# [What is required]
Which lines of the entries below contain the string "filter"? Copy each one.
= = = = =
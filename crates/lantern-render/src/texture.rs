// SPDX-License-Identifier: CEPL-1.0
use crate::AssetError;
use std::path::Path;

/// Decoded RGBA8 pixels, row-major, top row first.
#[derive(Clone, Debug, PartialEq)]
pub struct TextureData {
    pub width: u32,
    pub height: u32,
    pub pixels: Vec<u8>,
}

impl TextureData {
    pub fn from_rgba8(width: u32, height: u32, pixels: Vec<u8>) -> Result<Self, AssetError> {
        let expected = width as usize * height as usize * 4;
        if pixels.len() != expected || expected == 0 {
            return Err(AssetError::PixelCount {
                width,
                height,
                expected,
                actual: pixels.len(),
            });
        }
        Ok(Self {
            width,
            height,
            pixels,
        })
    }

    /// Full mip chain length down to 1x1: `floor(log2(max(w, h))) + 1`.
    pub fn mip_levels(&self) -> u32 {
        mip_levels(self.width, self.height)
    }
}

pub fn mip_levels(width: u32, height: u32) -> u32 {
    32 - width.max(height).max(1).leading_zeros()
}

pub fn load_texture(path: &Path) -> Result<TextureData, AssetError> {
    let img = image::open(path)
        .map_err(|source| AssetError::Image {
            path: path.display().to_string(),
            source,
        })?
        .to_rgba8();
    let (width, height) = img.dimensions();
    tracing::info!("texture {}: {}x{}", path.display(), width, height);
    TextureData::from_rgba8(width, height, img.into_raw())
}

#[cfg(test)]
mod tests {
    use super::*;

    #[test]
    fn mip_chain_reaches_one_texel() {
        assert_eq!(mip_levels(1, 1), 1);
        assert_eq!(mip_levels(2, 1), 2);
        assert_eq!(mip_levels(1024, 1024), 11);
        assert_eq!(mip_levels(1024, 768), 11);
        assert_eq!(mip_levels(1023, 5), 10);
        assert_eq!(mip_levels(0, 0), 1);
    }

    #[test]
    fn pixel_buffer_must_match_dimensions() {
        let ok = TextureData::from_rgba8(2, 2, vec![255; 16]).unwrap();
        assert_eq!(ok.pixels.len(), 16);
        assert_eq!(ok.mip_levels(), 2);

        let err = TextureData::from_rgba8(2, 2, vec![255; 12]).unwrap_err();
        assert!(matches!(
            err,
            AssetError::PixelCount {
                expected: 16,
                actual: 12,
                ..
            }
        ));
        assert!(TextureData::from_rgba8(0, 4, Vec::new()).is_err());
    }

    #[test]
    fn missing_file_names_the_path() {
        let err = load_texture(Path::new("no/such/texture.png")).unwrap_err();
        assert!(err.to_string().contains("no/such/texture.png"));
    }
}
#[cfg(test)]
mod tests {
    use super::*;
    use std::collections::VecDeque;

    /// Simulated device. Submitted work only completes when the CPU waits on
    /// its fence, which is the worst case the scheduler has to tolerate.
    struct SimGpu {
        frames_in_flight: usize,
        image_count: usize,
        fence_signaled: Vec<bool>,
        /// Submission generation covered by each slot's fence.
        pending_gen: Vec<Option<u64>>,
        completed: Vec<u64>,
        /// Last submission that used each image: (slot, generation).
        image_last_use: Vec<Option<(usize, u64)>>,
        next_gen: u64,
        next_image: usize,
        acquire_script: VecDeque<Acquired>,
        present_script: VecDeque<Presented>,
        recreate_script: VecDeque<Option<usize>>,
        fail_submit: bool,
        log: Vec<String>,
        max_in_flight: usize,
        updates: Vec<u32>,
        recreate_calls: usize,
    }

    #[derive(Debug, PartialEq)]
    struct SimError(&'static str);

    impl SimGpu {
        fn new(frames_in_flight: usize, image_count: usize) -> Self {
            Self {
                frames_in_flight,
                image_count,
                fence_signaled: vec![true; frames_in_flight],
                pending_gen: vec![None; frames_in_flight],
                completed: vec![0; frames_in_flight],
                image_last_use: vec![None; image_count],
                next_gen: 1,
                next_image: 0,
                acquire_script: VecDeque::new(),
                present_script: VecDeque::new(),
                recreate_script: VecDeque::new(),
                fail_submit: false,
                log: Vec::new(),
                max_in_flight: 0,
                updates: Vec::new(),
                recreate_calls: 0,
            }
        }

        fn acquire_sequence(mut self, images: &[u32]) -> Self {
            self.acquire_script = images
                .iter()
                .map(|&index| Acquired::Image {
                    index,
                    suboptimal: false,
                })
                .collect();
            self
        }

        fn in_flight(&self) -> usize {
            self.pending_gen.iter().filter(|g| g.is_some()).count()
        }

        fn submissions(&self) -> Vec<&str> {
            self.log
                .iter()
                .filter(|l| l.starts_with("submit"))
                .map(String::as_str)
                .collect()
        }
    }

    impl FrameBackend for SimGpu {
        type Error = SimError;

        fn wait_for_slot(&mut self, slot: usize) -> Result<(), SimError> {
            self.log.push(format!("wait {slot}"));
            if let Some(gen) = self.pending_gen[slot].take() {
                self.completed[slot] = gen;
                self.fence_signaled[slot] = true;
            }
            if !self.fence_signaled[slot] {
                // Reset but never submitted: a real wait would hang forever.
                return Err(SimError("wait on a fence that can never signal"));
            }
            Ok(())
        }

        fn acquire_image(&mut self, slot: usize) -> Result<Acquired, SimError> {
            let acquired = self.acquire_script.pop_front().unwrap_or_else(|| {
                let index = (self.next_image % self.image_count) as u32;
                self.next_image += 1;
                Acquired::Image {
                    index,
                    suboptimal: false,
                }
            });
            self.log.push(format!("acquire {slot} -> {acquired:?}"));
            Ok(acquired)
        }

        fn reset_slot(&mut self, slot: usize) -> Result<(), SimError> {
            assert!(self.pending_gen[slot].is_none(), "reset of a busy fence");
            self.fence_signaled[slot] = false;
            self.log.push(format!("reset {slot}"));
            Ok(())
        }

        fn update_image(&mut self, image: u32) -> Result<(), SimError> {
            if let Some((slot, gen)) = self.image_last_use[image as usize] {
                assert!(
                    self.completed[slot] >= gen,
                    "image {image} written while slot {slot} gen {gen} is still in flight"
                );
            }
            self.updates.push(image);
            Ok(())
        }

        fn submit(&mut self, slot: usize, image: u32) -> Result<(), SimError> {
            if self.fail_submit {
                return Err(SimError("device lost"));
            }
            assert!(!self.fence_signaled[slot], "submit without fence reset");
            let gen = self.next_gen;
            self.next_gen += 1;
            self.pending_gen[slot] = Some(gen);
            self.image_last_use[image as usize] = Some((slot, gen));
            self.max_in_flight = self.max_in_flight.max(self.in_flight());
            assert!(self.in_flight() <= self.frames_in_flight);
            self.log.push(format!("submit {slot} {image}"));
            Ok(())
        }

        fn present(&mut self, _slot: usize, image: u32) -> Result<Presented, SimError> {
            self.log.push(format!("present {image}"));
            Ok(self.present_script.pop_front().unwrap_or(Presented::Optimal))
        }

        fn recreate(&mut self) -> Result<Option<usize>, SimError> {
            self.recreate_calls += 1;
            let result = self
                .recreate_script
                .pop_front()
                .unwrap_or(Some(self.image_count));
            if result.is_some() {
                // device_wait_idle
                for slot in 0..self.frames_in_flight {
                    if let Some(gen) = self.pending_gen[slot].take() {
                        self.completed[slot] = gen;
                        self.fence_signaled[slot] = true;
                    }
                }
                self.image_last_use = vec![None; self.image_count];
            }
            self.log.push(format!("recreate -> {result:?}"));
            Ok(result)
        }
    }

    #[test]
    fn slots_rotate_round_robin() {
        let mut gpu = SimGpu::new(2, 3);
        let mut sched = FrameScheduler::new(2, 3);

        for _ in 0..6 {
            let out = sched.draw_frame(&mut gpu).unwrap();
            assert!(matches!(out, FrameOutcome::Presented { recreated: false, .. }));
        }

        assert_eq!(
            gpu.submissions(),
            vec![
                "submit 0 0",
                "submit 1 1",
                "submit 0 2",
                "submit 1 0",
                "submit 0 1",
                "submit 1 2"
            ]
        );
        assert_eq!(sched.frames_presented(), 6);
        assert_eq!(sched.current_slot(), 0);
        assert_eq!(gpu.max_in_flight, 2);
    }

    #[test]
    fn image_returned_out_of_order_waits_on_its_owner() {
        // Frame 2 runs on slot 0 but gets image 1, which slot 1 just submitted.
        let mut gpu = SimGpu::new(2, 3).acquire_sequence(&[0, 1, 1]);
        let mut sched = FrameScheduler::new(2, 3);

        sched.draw_frame(&mut gpu).unwrap();
        sched.draw_frame(&mut gpu).unwrap();
        gpu.log.clear();
        sched.draw_frame(&mut gpu).unwrap();

        let reset = gpu.log.iter().position(|l| l == "reset 0").unwrap();
        let cross = gpu.log.iter().position(|l| l == "wait 1").unwrap();
        assert!(cross < reset, "owner wait must precede touching the image: {:?}", gpu.log);
        assert_eq!(sched.image_owner(1), Some(0));
        assert_eq!(gpu.updates, vec![0, 1, 1]);
    }

    #[test]
    fn same_slot_ownership_needs_no_extra_wait() {
        let mut gpu = SimGpu::new(1, 2).acquire_sequence(&[0, 0]);
        let mut sched = FrameScheduler::new(1, 2);

        sched.draw_frame(&mut gpu).unwrap();
        gpu.log.clear();
        sched.draw_frame(&mut gpu).unwrap();

        let waits = gpu.log.iter().filter(|l| l.starts_with("wait")).count();
        assert_eq!(waits, 1);
    }

    #[test]
    fn scrambled_acquire_order_never_breaks_the_bounds() {
        for frames_in_flight in 1..=3 {
            for image_count in 2..=4 {
                // Deterministic LCG stands in for a presentation engine with no ordering guarantee.
                let mut state = 0x2545_f491_u32 ^ (frames_in_flight * 31 + image_count) as u32;
                let order: Vec<u32> = (0..200)
                    .map(|_| {
                        state = state.wrapping_mul(1_664_525).wrapping_add(1_013_904_223);
                        (state >> 16) % image_count as u32
                    })
                    .collect();

                let mut gpu = SimGpu::new(frames_in_flight, image_count).acquire_sequence(&order);
                let mut sched = FrameScheduler::new(frames_in_flight, image_count);
                for _ in 0..order.len() {
                    sched.draw_frame(&mut gpu).unwrap();
                }
                assert!(gpu.max_in_flight <= frames_in_flight);
                assert_eq!(gpu.updates.len(), order.len());
            }
        }
    }

    #[test]
    fn out_of_date_acquire_rebuilds_without_touching_the_fence() {
        let mut gpu = SimGpu::new(2, 3);
        gpu.acquire_script.push_back(Acquired::OutOfDate);
        let mut sched = FrameScheduler::new(2, 3);

        let out = sched.draw_frame(&mut gpu).unwrap();

        assert_eq!(out, FrameOutcome::Skipped);
        assert_eq!(gpu.recreate_calls, 1);
        assert!(gpu.fence_signaled[0]);
        assert!(!gpu.log.iter().any(|l| l.starts_with("reset") || l.starts_with("submit")));
        assert_eq!(sched.current_slot(), 0);

        // The next frame proceeds on the same slot without hanging.
        let out = sched.draw_frame(&mut gpu).unwrap();
        assert!(matches!(out, FrameOutcome::Presented { .. }));
    }

    #[test]
    fn suboptimal_acquire_presents_then_rebuilds() {
        let mut gpu = SimGpu::new(2, 3);
        gpu.acquire_script.push_back(Acquired::Image {
            index: 2,
            suboptimal: true,
        });
        let mut sched = FrameScheduler::new(2, 3);

        let out = sched.draw_frame(&mut gpu).unwrap();

        assert_eq!(
            out,
            FrameOutcome::Presented {
                image: 2,
                recreated: true
            }
        );
        let present = gpu.log.iter().position(|l| l == "present 2").unwrap();
        let rebuild = gpu.log.iter().position(|l| l.starts_with("recreate")).unwrap();
        assert!(present < rebuild);
        assert_eq!(sched.image_owner(2), None);
    }

    #[test]
    fn stale_present_results_trigger_a_rebuild() {
        for result in [Presented::Suboptimal, Presented::OutOfDate] {
            let mut gpu = SimGpu::new(2, 3);
            gpu.present_script.push_back(result);
            let mut sched = FrameScheduler::new(2, 3);

            let out = sched.draw_frame(&mut gpu).unwrap();
            assert!(matches!(out, FrameOutcome::Presented { recreated: true, .. }));
            assert_eq!(gpu.recreate_calls, 1);
            assert_eq!(sched.current_slot(), 1);
        }
    }

    #[test]
    fn resize_is_handled_at_the_present_boundary() {
        let mut gpu = SimGpu::new(2, 3);
        let mut sched = FrameScheduler::new(2, 3);

        sched.notify_resized();
        assert_eq!(gpu.recreate_calls, 0);
        let out = sched.draw_frame(&mut gpu).unwrap();

        assert!(matches!(out, FrameOutcome::Presented { recreated: true, .. }));
        assert!(gpu.log.last().unwrap().starts_with("recreate"));
        assert!(gpu.log.iter().any(|l| l.starts_with("submit")));

        let out = sched.draw_frame(&mut gpu).unwrap();
        assert!(matches!(out, FrameOutcome::Presented { recreated: false, .. }));
    }

    #[test]
    fn resize_consumed_by_an_acquire_rebuild_is_not_repeated() {
        let mut gpu = SimGpu::new(2, 3);
        gpu.acquire_script.push_back(Acquired::OutOfDate);
        let mut sched = FrameScheduler::new(2, 3);

        sched.notify_resized();
        assert_eq!(sched.draw_frame(&mut gpu).unwrap(), FrameOutcome::Skipped);
        let out = sched.draw_frame(&mut gpu).unwrap();

        assert!(matches!(out, FrameOutcome::Presented { recreated: false, .. }));
        assert_eq!(gpu.recreate_calls, 1);
        assert_eq!(sched.recreations(), 1);
    }

    #[test]
    fn out_of_date_present_is_not_counted_as_presented() {
        let mut gpu = SimGpu::new(2, 3);
        gpu.present_script
            .extend([Presented::OutOfDate, Presented::Suboptimal]);
        let mut sched = FrameScheduler::new(2, 3);

        sched.draw_frame(&mut gpu).unwrap();
        assert_eq!(sched.frames_presented(), 0);
        sched.draw_frame(&mut gpu).unwrap();
        assert_eq!(sched.frames_presented(), 1);
        sched.draw_frame(&mut gpu).unwrap();
        assert_eq!(sched.frames_presented(), 2);
    }

    #[test]
    fn zero_sized_surface_defers_until_it_has_area() {
        let mut gpu = SimGpu::new(2, 3);
        gpu.acquire_script.push_back(Acquired::OutOfDate);
        gpu.recreate_script.extend([None, None, Some(2)]);
        let mut sched = FrameScheduler::new(2, 3);

        assert_eq!(sched.draw_frame(&mut gpu).unwrap(), FrameOutcome::Skipped);
        assert!(sched.needs_recreate());
        assert_eq!(sched.draw_frame(&mut gpu).unwrap(), FrameOutcome::Deferred);
        let out = sched.draw_frame(&mut gpu).unwrap();
        assert!(matches!(out, FrameOutcome::Presented { .. }));
        assert!(!sched.needs_recreate());
        assert_eq!(sched.recreations(), 1);
    }

    #[test]
    fn back_to_back_rebuilds_leave_the_same_image_set() {
        let mut gpu = SimGpu::new(2, 3);
        gpu.present_script
            .extend([Presented::OutOfDate, Presented::OutOfDate]);
        let mut sched = FrameScheduler::new(2, 3);

        sched.draw_frame(&mut gpu).unwrap();
        let after_first: Vec<_> = (0..3).map(|i| sched.image_owner(i)).collect();
        sched.draw_frame(&mut gpu).unwrap();
        let after_second: Vec<_> = (0..3).map(|i| sched.image_owner(i)).collect();

        assert_eq!(after_first, vec![None; 3]);
        assert_eq!(after_first, after_second);
        assert_eq!(sched.recreations(), 2);
    }

    #[test]
    fn backend_failures_are_fatal() {
        let mut gpu = SimGpu::new(2, 3);
        gpu.fail_submit = true;
        let mut sched = FrameScheduler::new(2, 3);

        assert_eq!(sched.draw_frame(&mut gpu), Err(SimError("device lost")));
        assert_eq!(sched.frames_presented(), 0);
    }
}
= = = = =
# [Your response]
            self.pending_gen.iter().filter(|g| g.is_some()).count()
                .filter(|l| l.starts_with("submit"))
        let waits = gpu.log.iter().filter(|l| l.starts_with("wait")).count();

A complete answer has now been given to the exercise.